Published online Oct 21, 2020. doi: 10.3748/wjg.v26.i39.6098
Peer-review started: May 19, 2020
First decision: May 29, 2020
Revised: June 2, 2020
Accepted: September 1, 2020
Article in press: September 1, 2020
Published online: October 21, 2020
The design of colonic transendoscopic enteral tubing (TET) requires repeated colonoscopies, which increase procedure time and potential procedure-related risks. It is uncertain whether cap-assisted colonoscopy (CC) would facilitate the technical performance after inserting the TET tube into the intestinal lumen during the TET procedure.
We conducted a multicenter, prospective, and randomized controlled trial to ascertain whether CC could decrease the second cecal intubation time and bring potential benefits compared with regular colonoscopy (RC) during TET.
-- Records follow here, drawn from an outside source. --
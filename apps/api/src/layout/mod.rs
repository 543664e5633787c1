// Layout primitives: A4 geometry, bundled font faces, and line wrapping.
// All functions here are pure; the renderer calls them on every edit.

pub mod font_metrics;
pub mod page;
pub mod wrap;

// Re-export the public API consumed by the renderer and the style catalogs.
pub use font_metrics::{BundledFace, FontFamily, FontWeight, BUNDLED_FACES};
pub use wrap::wrap_text;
The aim of this study was to compare CC with RC in the second cecal intubation time among subjects undergoing colonic TET.
This trial was performed at four centers. Subjects ≥ 7 years needing colonic TET were recruited from August 2018 to January 2020. All subjects were randomly assigned to the RC (n = 165) or CC (n = 166) group. Baseline characteristics including age, sex, body mass index, previous abdominal or pelvic surgery, and disease category were collected before colonic TET. The primary outcome was the second cecal intubation time. The secondary outcomes included TET success rate, maximum insertion pain score, single clip fixation time, purpose and retaining time of TET tube, length of TET tube inserted into the colon, and all procedure-related (serious) adverse events.
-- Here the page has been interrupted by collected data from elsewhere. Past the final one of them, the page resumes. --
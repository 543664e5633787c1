pub mod catalog;
pub mod color;

pub use catalog::{
    color_scheme, color_schemes, font_mapping, resolve_palette, scheme_key, ColorScheme,
    FontChoice, FontMapping, FontRole, Palette,
};
pub use color::Rgb;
The median time of the second cecal intubation was significantly shorter for the CC group than RC (2.2 min vs 2.8 min; P < 0.001). In constipation patients, the median time of the second cecal intubation in group of CC (n = 50) was shorter than RC (n = 43) (2.6 min vs 3.8 min; P = 0.004). However, no difference was observed in the groups of CC (n = 42) and RC (n = 46) in ulcerative colitis patients (2.0 min vs 2.5 min; P = 0.152). The insertion pain score during the procedure in the group of CC (n = 14) was lower than that in RC (n = 19) in unsedated colonoscopies (3.8 ± 1.7 vs 5.4 ± 1.9; P = 0.015). Multivariate analysis revealed that only CC (OR = 2.250, 95%CI: 1.161-4.360; P = 0.016) was an independent factor affecting the second cecal intubation time in difficult colonoscopy. CC did not affect the colonic TET tube retention time and the length of the tube inserted into the colon. Moreover, multivariate analysis found that only endoscopic clip number (OR = 2.201, 95%CI: 1.541-3.143; P < 0.001) was an independent factor affecting the retention time. Height (OR = 1.144, 95%CI: 1.027-1.275; P = 0.014) was the only independent factor influencing the length of TET tube inserted into the colon in adults by multiple regression analysis.
CC for the colonic TET procedure is a safe and less painful technique which is able to save the cecal intubation time. Importantly, CC does not affect the safety and stability of the TET tube.
Further studies are needed in children aged 3-7 years and the Western population.